Study Found Interesting Fact About Low Self Esteem and Child Obesity
Low self esteem and child obesity is still on a tight grip to today’s society. There are many factors affecting our mental and physical health. Such factors are what lead most children in to becoming obese. It’s a devastating truth that needs to be taken cared of. But, as said earlier, the epidemic is seems to be holding on to our society.
Many researchers are still doing endless research fighting low self esteem and child obesity. The studies performed by organizations and groups of professionals and aspiring ones has greatly contributed and are still contributing in the hope of overcoming the epidemic. Just a recent study performed by a certain international group of researchers just found an interesting fact about low self esteem and child obesity. Read along to know more about the study.
The newest entry into the fight against childhood obesity is the result of a study by the international collaborative group Early Growth Genetics Consortium. Lead investigator Struan F.A. Grant, PhD, associate director of the Center for Applied Genomics at The Children’s Hospital of Philadelphia noted that “we have definitively identified and characterized a genetic predisposition to common childhood obesity.”
The announcement came after the Consortium conducted a meta-analysis that included 14 previous studies encompassing 5,530 children with childhood obesity and 8,300 controls. This effort was the largest genome-wide study ever conducted of common childhood obesity.
The investigators found two new gene variants that increase the risk of common childhood obesity plus some evidence for an additional two variants. Another discovery is that “The known biology of three of the genes hints at a role of the intestine, although their precise functional role in obesity is currently unknown,” noted Grant.

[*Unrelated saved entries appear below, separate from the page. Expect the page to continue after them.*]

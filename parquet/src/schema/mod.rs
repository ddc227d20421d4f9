// Licensed to the Apache Software Foundation (ASF) under one
// or more contributor license agreements.  See the NOTICE file
// distributed with this work for additional information
// regarding copyright ownership.  The ASF licenses this file
// to you under the Apache License, Version 2.0 (the
// "License"); you may not use this file except in compliance
// with the License.  You may obtain a copy of the License at
//
//   http://www.apache.org/licenses/LICENSE-2.0
//
// Unless required by applicable law or agreed to in writing,
// software distributed under the License is distributed on an
// "AS IS" BASIS, WITHOUT WARRANTIES OR CONDITIONS OF ANY
// KIND, either express or implied.  See the License for the
// specific language governing permissions and limitations
// under the License.

//! Column descriptors: the leaf-level view of a Parquet schema the codec works from.

pub mod types;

Childhood obesity and its risks
While genetics appear to have a role in childhood obesity, there are other risk factors to be considered as well, and some of them parents and young people can control, including poor diet (fast foods, high-calorie, high-fat, high-sugar foods), lack of exercise, and psychological factors (e.g., boredom, stress). A family history of obesity may be genetic as well as environmental, especially if families have a habit of eating high-calorie foods and not encouraging exercise.

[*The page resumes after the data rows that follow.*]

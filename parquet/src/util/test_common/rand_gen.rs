// Licensed to the Apache Software Foundation (ASF) under one
// or more contributor license agreements.  See the NOTICE file
// distributed with this work for additional information
// regarding copyright ownership.  The ASF licenses this file
// to you under the Apache License, Version 2.0 (the
// "License"); you may not use this file except in compliance
// with the License.  You may obtain a copy of the License at
//
//   http://www.apache.org/licenses/LICENSE-2.0
//
// Unless required by applicable law or agreed to in writing,
// software distributed under the License is distributed on an
// "AS IS" BASIS, WITHOUT WARRANTIES OR CONDITIONS OF ANY
// KIND, either express or implied.  See the License for the
// specific language governing permissions and limitations
// under the License.

use crate::basic::Encoding;
use crate::column::page::Page;
use bytes::Bytes;
use rand::{
    distr::{uniform::SampleUniform, Distribution, StandardUniform},
    rng, Rng,
};
use std::collections::VecDeque;

use crate::data_type::*;
use crate::encodings::encoding::{DictEncoder, Encoder};
use crate::schema::types::ColumnDescPtr;
use crate::util::test_common::page_util::{DataPageBuilder, DataPageBuilderImpl};

/// Random generator of data type `T` values and sequences.
pub trait RandGen<T: DataType> {
    fn r#gen(len: i32) -> T::T;

    fn gen_vec(len: i32, total: usize) -> Vec<T::T> {
        let mut result = vec![];
        for _ in 0..total {
            result.push(Self::r#gen(len))
        }
        result
    }
}

impl RandGen<BoolType> for BoolType {
    fn r#gen(_: i32) -> bool {
        rng().random::<bool>()
    }
}

impl RandGen<Int32Type> for Int32Type {
    fn r#gen(_: i32) -> i32 {
        rng().random::<i32>()
    }
}

impl RandGen<Int64Type> for Int64Type {
    fn r#gen(_: i32) -> i64 {
        rng().random::<i64>()
    }
}

impl RandGen<Int96Type> for Int96Type {
    fn r#gen(_: i32) -> Int96 {
        let mut rng = rng();
        let mut result = Int96::new();
        result.set_data(rng.random::<u32>(), rng.random::<u32>(), rng.random::<u32>());
        result
    }
}

impl RandGen<FloatType> for FloatType {
    fn r#gen(_: i32) -> f32 {
        rng().random::<f32>()
    }
}

impl RandGen<DoubleType> for DoubleType {
    fn r#gen(_: i32) -> f64 {
        rng().random::<f64>()
    }
}

impl RandGen<ByteArrayType> for ByteArrayType {
    fn r#gen(_: i32) -> ByteArray {
        let mut rng = rng();
        let mut result = ByteArray::new();
        let len = rng.random_range(0..128);
        let value = random_bytes(len);
        result.set_data(Bytes::from(value));
        result
    }
}

impl RandGen<FixedLenByteArrayType> for FixedLenByteArrayType {
    fn r#gen(len: i32) -> FixedLenByteArray {
        assert!(len >= 0);
        let value = random_bytes(len as usize);
        ByteArray::from(value).into()
    }
}

pub fn random_bytes(n: usize) -> Vec<u8> {
    let mut rng = rng();
    (0..n).map(|_| rng.random::<u8>()).collect()
}

pub fn random_numbers<T>(n: usize) -> Vec<T>
where
    StandardUniform: Distribution<T>,
{
    let mut rng = rng();
    StandardUniform.sample_iter(&mut rng).take(n).collect()
}

pub fn random_numbers_range<T>(n: usize, low: T, high: T, result: &mut Vec<T>)
where
    T: PartialOrd + SampleUniform + Copy,
{
    let mut rng = rng();
    for _ in 0..n {
        result.push(rng.random_range(low..high));
    }
}

/// Generates `num_pages` random data pages of `levels_per_page` levels each, appending
/// the generated levels and non-null values to `def_levels`, `rep_levels` and `values`.
///
/// Dictionary encodings also push a dictionary page in front of the data pages.
#[allow(clippy::too_many_arguments)]
pub fn make_pages<T: DataType>(
    desc: ColumnDescPtr,
    encoding: Encoding,
    num_pages: usize,
    levels_per_page: usize,
    min: T::T,
    max: T::T,
    def_levels: &mut Vec<i16>,
    rep_levels: &mut Vec<i16>,
    values: &mut Vec<T::T>,
    pages: &mut VecDeque<Page>,
    use_v2: bool,
) where
    T::T: PartialOrd + SampleUniform + Copy,
{
    let mut num_values = 0;
    let max_def_level = desc.max_def_level();
    let max_rep_level = desc.max_rep_level();

    let mut dict_encoder = DictEncoder::<T>::new(desc.clone());

    for i in 0..num_pages {
        let mut num_values_cur_page = 0;
        let level_range = i * levels_per_page..(i + 1) * levels_per_page;

        if max_def_level > 0 {
            random_numbers_range(levels_per_page, 0, max_def_level + 1, def_levels);
            for dl in &def_levels[level_range.clone()] {
                if *dl == max_def_level {
                    num_values_cur_page += 1;
                }
            }
        } else {
            num_values_cur_page = levels_per_page;
        }
        if max_rep_level > 0 {
            random_numbers_range(levels_per_page, 0, max_rep_level + 1, rep_levels);
        }
        random_numbers_range(num_values_cur_page, min, max, values);

        // Generate the current page

        let mut pb = DataPageBuilderImpl::new(desc.clone(), levels_per_page as u32, use_v2);
        if max_rep_level > 0 {
            pb.add_rep_levels(max_rep_level, &rep_levels[level_range.clone()]);
        }
        if max_def_level > 0 {
            pb.add_def_levels(max_def_level, &def_levels[level_range]);
        }

        let value_range = num_values..num_values + num_values_cur_page;
        match encoding {
            Encoding::PLAIN_DICTIONARY | Encoding::RLE_DICTIONARY => {
                dict_encoder
                    .put(&values[value_range.clone()])
                    .expect("put() should be OK");
                let indices = dict_encoder
                    .write_indices()
                    .expect("write_indices() should be OK");
                pb.add_indices(indices);
            }
            Encoding::PLAIN | Encoding::DELTA_BINARY_PACKED | Encoding::RLE => {
                pb.add_values::<T>(encoding, &values[value_range]);
            }
            enc => panic!("Unexpected encoding {enc}"),
        }

        let data_page = pb.consume();
        pages.push_back(data_page);
        num_values += num_values_cur_page;
    }

    if encoding == Encoding::PLAIN_DICTIONARY || encoding == Encoding::RLE_DICTIONARY {
        let dict = dict_encoder
            .write_dict()
            .expect("write_dict() should be OK");
        let dict_page = Page::DictionaryPage {
            buf: dict,
            num_values: dict_encoder.num_entries() as u32,
            encoding: Encoding::PLAIN,
            is_sorted: false,
        };
        pages.push_front(dict_page);
    }
}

The complications of childhood obesity are serious and long-lasting. On the physical side is the risk of type 2 diabetes, high cholesterol, high blood pressure, asthma, sleep disorders (e.g., sleep apnea), heart disease, and early puberty. Obese children and adolescents also tend to experience more bullying, low self-esteem, behavior problems, and depression than their normal weight peers.

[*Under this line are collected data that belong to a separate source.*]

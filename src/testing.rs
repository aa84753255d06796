// 该文件是 Zhijian （智检） 项目的一部分。
// src/testing.rs - 单元测试用的假设备
//
// 本文件根据 Apache 许可证第 2.0 版（以下简称“许可证”）授权使用；
// 除非遵守该许可证条款，否则您不得使用本文件。
// 您可通过以下网址获取许可证副本：
// http://www.apache.org/licenses/LICENSE-2.0
// 除非适用法律要求或书面同意，根据本许可协议分发的软件均按“原样”提供，
// 不附带任何形式的明示或暗示的保证或条件。
// 有关许可权限与限制的具体条款，请参阅本许可协议。
//
// Copyright (C) 2026 Johann Li <me@qinka.pro>, Wareless Group

use std::collections::VecDeque;
use std::sync::atomic::{AtomicUsize, Ordering};
use std::sync::{Arc, Mutex};
use std::thread;
use std::time::Duration;

use crossbeam_channel::Sender;
use image::RgbImage;

use crate::{
  config::{ConfigError, TaskDescriptor},
  fieldbus::{BoxedIo, DiscreteIo, INPUT_BITS, IoLinkError},
  frame::Frame,
  input::{CaptureError, CaptureSource},
  model::{BoxedModel, DetectionModel, ModelError, RawDetection},
  session::Devices,
  task::Cancel,
};

pub const WIDTH: u32 = 64;
pub const HEIGHT: u32 = 48;

/// 单目标任务：scratch 位于整幅图像内，阈值 0.5
pub fn task() -> TaskDescriptor {
  TaskDescriptor::from_json_str(
    r#"{
      "task_name": "bracket",
      "model": [{"path": "record:///unused"}],
      "targets": [
        {"label": "scratch", "conf1": 0.5, "color": [0, 255, 0], "predefined_region": [0, 0, 64, 48]}
      ]
    }"#,
  )
  .unwrap()
}

pub fn passing() -> Vec<RawDetection> {
  vec![RawDetection::new("scratch", [8.0, 8.0, 32.0, 32.0], 0.9)]
}

pub fn failing() -> Vec<RawDetection> {
  vec![RawDetection::new("scratch", [8.0, 8.0, 32.0, 32.0], 0.2)]
}

#[derive(Clone, Default)]
pub struct FakeCamera {
  pub shots: Arc<AtomicUsize>,
  pub delay: Duration,
  pub broken: bool,
  /// 每次开始采集时通知
  pub started: Option<Sender<()>>,
}

impl FakeCamera {
  pub fn shots(&self) -> usize {
    self.shots.load(Ordering::SeqCst)
  }
}

impl CaptureSource for FakeCamera {
  fn get_frame(&mut self) -> Result<Frame, CaptureError> {
    if let Some(started) = &self.started {
      let _ = started.send(());
    }
    thread::sleep(self.delay);
    if self.broken {
      return Err(CaptureError::InvalidSource("相机离线".to_string()));
    }
    self.shots.fetch_add(1, Ordering::SeqCst);
    Ok(Frame::now(RgbImage::new(WIDTH, HEIGHT)))
  }
}

#[derive(Default)]
pub struct IoLog {
  /// 依次返回的触发位电平，用完后保持低电平
  pub levels: VecDeque<bool>,
  pub writes: Vec<(u16, bool)>,
  pub connects: usize,
  pub closed: bool,
}

/// 按脚本返回触发电平并记录所有写操作
#[derive(Clone, Default)]
pub struct ScriptedIo {
  pub log: Arc<Mutex<IoLog>>,
  pub trigger: usize,
}

impl ScriptedIo {
  pub fn new(levels: &[bool]) -> Self {
    let io = Self::default();
    io.log.lock().unwrap().levels = levels.iter().copied().collect();
    io
  }

  pub fn writes(&self) -> Vec<(u16, bool)> {
    self.log.lock().unwrap().writes.clone()
  }

  pub fn closed(&self) -> bool {
    self.log.lock().unwrap().closed
  }
}

impl DiscreteIo for ScriptedIo {
  fn connect(&mut self) -> bool {
    self.log.lock().unwrap().connects += 1;
    true
  }

  fn read_bits(&mut self) -> Result<[bool; INPUT_BITS], IoLinkError> {
    let level = self.log.lock().unwrap().levels.pop_front().unwrap_or(false);
    let mut bits = [false; INPUT_BITS];
    bits[self.trigger] = level;
    Ok(bits)
  }

  fn write_bit(&mut self, address: u16, value: bool) -> Result<(), IoLinkError> {
    self.log.lock().unwrap().writes.push((address, value));
    Ok(())
  }

  fn close(&mut self) {
    self.log.lock().unwrap().closed = true;
  }
}

/// 读取可按脚本失败、写入总是失败的 IO 板
#[derive(Clone, Default)]
pub struct FailingIo {
  /// `None` 表示该次读取失败
  pub reads: Arc<Mutex<VecDeque<Option<bool>>>>,
  pub write_attempts: Arc<AtomicUsize>,
}

impl FailingIo {
  pub fn new(reads: &[Option<bool>]) -> Self {
    let io = Self::default();
    io.reads.lock().unwrap().extend(reads.iter().copied());
    io
  }

  pub fn write_attempts(&self) -> usize {
    self.write_attempts.load(Ordering::SeqCst)
  }
}

impl DiscreteIo for FailingIo {
  fn connect(&mut self) -> bool {
    false
  }

  fn read_bits(&mut self) -> Result<[bool; INPUT_BITS], IoLinkError> {
    match self.reads.lock().unwrap().pop_front().flatten() {
      Some(level) => {
        let mut bits = [false; INPUT_BITS];
        bits[0] = level;
        Ok(bits)
      }
      None => Err(IoLinkError::ConnectFailed("127.0.0.1:10000".to_string())),
    }
  }

  fn write_bit(&mut self, _address: u16, _value: bool) -> Result<(), IoLinkError> {
    self.write_attempts.fetch_add(1, Ordering::SeqCst);
    Err(IoLinkError::Exception {
      function: 0x05,
      code: 0x02,
    })
  }

  fn close(&mut self) {}
}

pub struct FixedModel(pub Vec<RawDetection>);

impl DetectionModel for FixedModel {
  fn predict(&mut self, _: &RgbImage) -> Result<Vec<RawDetection>, ModelError> {
    Ok(self.0.clone())
  }
}

pub struct BrokenModel;

impl DetectionModel for BrokenModel {
  fn predict(&mut self, _: &RgbImage) -> Result<Vec<RawDetection>, ModelError> {
    Err(ModelError::Inference("推理服务不可用".to_string()))
  }
}

/// 执行固定次数迭代后停止
pub struct CountingCancel(pub usize);

impl Cancel for CountingCancel {
  fn is_stopped(&mut self) -> bool {
    if self.0 == 0 {
      return true;
    }
    self.0 -= 1;
    false
  }

  fn sleep(&mut self, _: Duration) {}
}

pub struct FakeDevices {
  /// `None` 时加载任务失败
  pub task: Option<TaskDescriptor>,
  pub detections: Vec<RawDetection>,
  pub io: ScriptedIo,
}

impl FakeDevices {
  pub fn new(io: ScriptedIo) -> Self {
    Self {
      task: Some(task()),
      detections: passing(),
      io,
    }
  }
}

impl Devices for FakeDevices {
  fn load_task(&self) -> Result<TaskDescriptor, ConfigError> {
    self
      .task
      .clone()
      .ok_or_else(|| ConfigError::Invalid("任务描述缺失".to_string()))
  }

  fn load_model(&self, _task: &TaskDescriptor) -> Result<BoxedModel, ConfigError> {
    Ok(Box::new(FixedModel(self.detections.clone())))
  }

  fn open_io(&self) -> BoxedIo {
    Box::new(self.io.clone())
  }
}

The fight against common childhood obesity still has a long way to go, but the discovery of fat genes that increase the risk of this growing health problem may help in the development of new preventive techniques and treatment options based on a person’s individual genomes.
Having further information and facts about low self esteem and child obesity may help us fully overcome it. Since researchers are still conducting studies to find more ways in overcoming obesity and low self esteem, it would be best for us to take our part in making a change. An effort from the people consisting the society is needed to complete the process.